··· Task material

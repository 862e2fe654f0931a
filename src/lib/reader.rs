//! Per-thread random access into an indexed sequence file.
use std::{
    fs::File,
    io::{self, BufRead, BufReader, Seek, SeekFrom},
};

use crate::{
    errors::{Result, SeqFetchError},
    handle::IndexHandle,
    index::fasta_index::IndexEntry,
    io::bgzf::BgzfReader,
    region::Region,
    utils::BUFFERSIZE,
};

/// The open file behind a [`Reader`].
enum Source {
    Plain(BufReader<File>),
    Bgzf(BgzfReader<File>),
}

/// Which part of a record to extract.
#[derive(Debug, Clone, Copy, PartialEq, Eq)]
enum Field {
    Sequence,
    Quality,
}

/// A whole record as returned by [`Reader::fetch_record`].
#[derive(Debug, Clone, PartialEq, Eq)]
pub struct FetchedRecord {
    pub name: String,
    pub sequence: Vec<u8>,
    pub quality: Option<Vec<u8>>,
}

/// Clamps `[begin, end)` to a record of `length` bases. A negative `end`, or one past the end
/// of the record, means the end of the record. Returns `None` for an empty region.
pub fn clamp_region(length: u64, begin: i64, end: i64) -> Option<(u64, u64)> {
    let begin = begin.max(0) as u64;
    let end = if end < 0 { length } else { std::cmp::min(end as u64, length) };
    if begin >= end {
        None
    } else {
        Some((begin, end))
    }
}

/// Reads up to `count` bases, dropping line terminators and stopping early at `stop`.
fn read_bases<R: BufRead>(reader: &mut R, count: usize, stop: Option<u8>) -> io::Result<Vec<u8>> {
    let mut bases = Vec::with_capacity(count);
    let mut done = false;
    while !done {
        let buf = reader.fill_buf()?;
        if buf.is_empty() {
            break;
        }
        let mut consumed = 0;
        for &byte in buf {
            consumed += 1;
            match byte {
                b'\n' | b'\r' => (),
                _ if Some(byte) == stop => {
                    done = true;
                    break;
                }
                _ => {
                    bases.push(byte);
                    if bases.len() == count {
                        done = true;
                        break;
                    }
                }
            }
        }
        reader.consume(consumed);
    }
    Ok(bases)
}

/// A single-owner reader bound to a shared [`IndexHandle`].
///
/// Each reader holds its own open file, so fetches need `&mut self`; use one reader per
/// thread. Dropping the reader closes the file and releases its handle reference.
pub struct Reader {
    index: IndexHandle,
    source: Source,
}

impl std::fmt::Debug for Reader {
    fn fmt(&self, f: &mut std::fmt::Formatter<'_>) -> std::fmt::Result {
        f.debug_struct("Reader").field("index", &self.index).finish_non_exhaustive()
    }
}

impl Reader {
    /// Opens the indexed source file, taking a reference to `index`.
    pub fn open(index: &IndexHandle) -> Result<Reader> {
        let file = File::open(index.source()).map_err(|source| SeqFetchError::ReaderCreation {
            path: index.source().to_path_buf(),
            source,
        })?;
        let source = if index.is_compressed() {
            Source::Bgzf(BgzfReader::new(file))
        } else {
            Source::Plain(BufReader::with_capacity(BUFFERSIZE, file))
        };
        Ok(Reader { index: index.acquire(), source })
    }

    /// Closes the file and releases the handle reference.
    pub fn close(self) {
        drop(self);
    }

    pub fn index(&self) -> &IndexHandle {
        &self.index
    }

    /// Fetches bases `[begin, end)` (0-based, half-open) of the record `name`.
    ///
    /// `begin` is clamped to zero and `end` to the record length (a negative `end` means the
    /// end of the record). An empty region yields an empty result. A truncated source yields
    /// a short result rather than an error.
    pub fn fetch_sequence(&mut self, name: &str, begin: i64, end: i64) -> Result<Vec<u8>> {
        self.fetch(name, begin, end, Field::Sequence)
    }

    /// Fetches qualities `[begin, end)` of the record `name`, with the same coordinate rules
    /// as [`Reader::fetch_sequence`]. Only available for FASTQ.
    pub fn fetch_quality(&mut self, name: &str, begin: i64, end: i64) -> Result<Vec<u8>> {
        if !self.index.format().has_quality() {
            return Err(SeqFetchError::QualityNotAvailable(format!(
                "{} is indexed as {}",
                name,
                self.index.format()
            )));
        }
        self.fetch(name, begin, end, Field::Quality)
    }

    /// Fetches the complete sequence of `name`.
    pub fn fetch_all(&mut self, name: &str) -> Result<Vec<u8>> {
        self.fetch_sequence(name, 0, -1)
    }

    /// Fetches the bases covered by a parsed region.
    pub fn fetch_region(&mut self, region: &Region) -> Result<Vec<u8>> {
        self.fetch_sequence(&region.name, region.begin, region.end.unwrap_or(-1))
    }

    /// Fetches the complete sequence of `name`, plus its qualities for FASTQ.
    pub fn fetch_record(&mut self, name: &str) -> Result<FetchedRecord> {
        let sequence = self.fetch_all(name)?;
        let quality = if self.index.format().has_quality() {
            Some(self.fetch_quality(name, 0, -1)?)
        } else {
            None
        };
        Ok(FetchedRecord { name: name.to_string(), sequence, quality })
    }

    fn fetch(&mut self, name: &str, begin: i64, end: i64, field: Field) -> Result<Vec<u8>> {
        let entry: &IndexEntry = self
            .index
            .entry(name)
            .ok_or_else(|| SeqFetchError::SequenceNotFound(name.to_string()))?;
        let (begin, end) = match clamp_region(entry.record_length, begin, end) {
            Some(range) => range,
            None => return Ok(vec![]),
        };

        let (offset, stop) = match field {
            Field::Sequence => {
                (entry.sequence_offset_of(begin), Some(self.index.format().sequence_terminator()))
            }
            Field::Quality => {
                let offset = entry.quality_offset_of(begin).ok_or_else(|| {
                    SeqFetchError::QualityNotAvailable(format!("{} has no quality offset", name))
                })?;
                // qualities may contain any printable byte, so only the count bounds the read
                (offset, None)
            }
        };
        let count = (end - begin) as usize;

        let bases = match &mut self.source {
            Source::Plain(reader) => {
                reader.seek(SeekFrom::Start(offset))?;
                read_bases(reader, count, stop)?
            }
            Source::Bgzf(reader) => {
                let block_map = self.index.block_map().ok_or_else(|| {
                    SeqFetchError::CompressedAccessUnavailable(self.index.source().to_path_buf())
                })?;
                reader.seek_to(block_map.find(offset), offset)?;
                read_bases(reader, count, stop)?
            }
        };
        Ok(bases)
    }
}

······

* Work order
Only a number is wanted here: the count of lines above that contain the word "BUFFERSIZE".

* Result of the exercise
2